§ Task prompt
Scan the records for lines with the word "mass", and copy every such line.

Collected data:
************

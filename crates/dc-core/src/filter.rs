//! Composable predicates over model entities.
//!
//! Every pipeline stage works on a subset of the model selected by a
//! [`Predicate`]. Leaf predicates test one shared field; [`PredicateExt`]
//! combines them with `and`/`or`/`not`. Any `Fn(&Entity) -> bool` closure is
//! a predicate as well.
//!
//! Process-level predicates ([`signals`], [`backgrounds`], [`process`]) follow
//! the usual convention of letting observations through unless they name them
//! explicitly, so `backgrounds().and(channel(["et"]))` still carries the data.

use std::collections::BTreeSet;

use crate::model::{Bin, DATA_OBS, Observation, Process, Systematic};

/// A borrowed model entity.
#[derive(Debug, Clone, Copy)]
pub enum Entity<'a> {
    Bin(&'a Bin),
    Process(&'a Process),
    Observation(&'a Observation),
    Systematic(&'a Systematic),
}

impl<'a> Entity<'a> {
    pub fn bin(&self) -> &'a Bin {
        match *self {
            Entity::Bin(b) => b,
            Entity::Process(p) => &p.bin,
            Entity::Observation(o) => &o.bin,
            Entity::Systematic(s) => &s.bin,
        }
    }

    /// Process name; observations report `data_obs`, bins report nothing.
    pub fn process(&self) -> Option<&'a str> {
        match *self {
            Entity::Bin(_) => None,
            Entity::Process(p) => Some(&p.name),
            Entity::Observation(_) => Some(DATA_OBS),
            Entity::Systematic(s) => Some(&s.process),
        }
    }

    /// Signal flag for processes and systematics.
    pub fn is_signal(&self) -> Option<bool> {
        match *self {
            Entity::Process(p) => Some(p.signal),
            Entity::Systematic(s) => Some(s.signal),
            Entity::Bin(_) | Entity::Observation(_) => None,
        }
    }

    pub fn mass(&self) -> Option<f64> {
        match *self {
            Entity::Process(p) => p.mass,
            Entity::Systematic(s) => s.mass,
            Entity::Bin(_) | Entity::Observation(_) => None,
        }
    }
}

/// Selection criterion over entities.
pub trait Predicate {
    fn matches(&self, entity: &Entity<'_>) -> bool;
}

impl<F> Predicate for F
where
    F: Fn(&Entity<'_>) -> bool,
{
    fn matches(&self, entity: &Entity<'_>) -> bool {
        self(entity)
    }
}

/// Both predicates hold.
#[derive(Debug, Clone)]
pub struct And<A, B>(A, B);

/// Either predicate holds.
#[derive(Debug, Clone)]
pub struct Or<A, B>(A, B);

/// The inner predicate does not hold.
#[derive(Debug, Clone)]
pub struct Not<A>(A);

impl<A: Predicate, B: Predicate> Predicate for And<A, B> {
    fn matches(&self, entity: &Entity<'_>) -> bool {
        self.0.matches(entity) && self.1.matches(entity)
    }
}

impl<A: Predicate, B: Predicate> Predicate for Or<A, B> {
    fn matches(&self, entity: &Entity<'_>) -> bool {
        self.0.matches(entity) || self.1.matches(entity)
    }
}

impl<A: Predicate> Predicate for Not<A> {
    fn matches(&self, entity: &Entity<'_>) -> bool {
        !self.0.matches(entity)
    }
}

/// Combinators available on every predicate.
pub trait PredicateExt: Predicate + Sized {
    fn and<P: Predicate>(self, other: P) -> And<Self, P> {
        And(self, other)
    }

    fn or<P: Predicate>(self, other: P) -> Or<Self, P> {
        Or(self, other)
    }

    fn not(self) -> Not<Self> {
        Not(self)
    }
}

impl<T: Predicate> PredicateExt for T {}

/// Matches everything.
#[derive(Debug, Clone, Copy, Default)]
pub struct Everything;

impl Predicate for Everything {
    fn matches(&self, _entity: &Entity<'_>) -> bool {
        true
    }
}

pub fn everything() -> Everything {
    Everything
}

/// Bin channel is one of the given names.
#[derive(Debug, Clone)]
pub struct Channels(BTreeSet<String>);

impl Predicate for Channels {
    fn matches(&self, entity: &Entity<'_>) -> bool {
        self.0.contains(&entity.bin().channel)
    }
}

pub fn channel<I, S>(names: I) -> Channels
where
    I: IntoIterator<Item = S>,
    S: Into<String>,
{
    Channels(names.into_iter().map(Into::into).collect())
}

/// Bin name is one of the given names.
#[derive(Debug, Clone)]
pub struct BinNames(BTreeSet<String>);

impl Predicate for BinNames {
    fn matches(&self, entity: &Entity<'_>) -> bool {
        self.0.contains(&entity.bin().name)
    }
}

pub fn bin_name<I, S>(names: I) -> BinNames
where
    I: IntoIterator<Item = S>,
    S: Into<String>,
{
    BinNames(names.into_iter().map(Into::into).collect())
}

/// Bin id is one of the given ids.
#[derive(Debug, Clone)]
pub struct BinIds(BTreeSet<u32>);

impl Predicate for BinIds {
    fn matches(&self, entity: &Entity<'_>) -> bool {
        self.0.contains(&entity.bin().bin_id)
    }
}

pub fn bin_id(ids: impl IntoIterator<Item = u32>) -> BinIds {
    BinIds(ids.into_iter().collect())
}

/// Process name is one of the given names. Bins always match.
#[derive(Debug, Clone)]
pub struct Processes(BTreeSet<String>);

impl Predicate for Processes {
    fn matches(&self, entity: &Entity<'_>) -> bool {
        entity.process().is_none_or(|p| self.0.contains(p))
    }
}

pub fn process<I, S>(names: I) -> Processes
where
    I: IntoIterator<Item = S>,
    S: Into<String>,
{
    Processes(names.into_iter().map(Into::into).collect())
}

/// Signal processes and their systematics (bins and observations pass).
#[derive(Debug, Clone, Copy)]
pub struct Signals;

impl Predicate for Signals {
    fn matches(&self, entity: &Entity<'_>) -> bool {
        entity.is_signal().unwrap_or(true)
    }
}

pub fn signals() -> Signals {
    Signals
}

/// Background processes and their systematics (bins and observations pass).
#[derive(Debug, Clone, Copy)]
pub struct Backgrounds;

impl Predicate for Backgrounds {
    fn matches(&self, entity: &Entity<'_>) -> bool {
        entity.is_signal().is_none_or(|s| !s)
    }
}

pub fn backgrounds() -> Backgrounds {
    Backgrounds
}

/// Entity lives in a control-region bin.
#[derive(Debug, Clone, Copy)]
pub struct ControlRegion;

impl Predicate for ControlRegion {
    fn matches(&self, entity: &Entity<'_>) -> bool {
        entity.bin().is_control_region()
    }
}

pub fn control_region() -> ControlRegion {
    ControlRegion
}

************

§ Problem solution
    pub fn mass(&self) -> Option<f64> {
            Entity::Process(p) => p.mass,
            Entity::Systematic(s) => s.mass,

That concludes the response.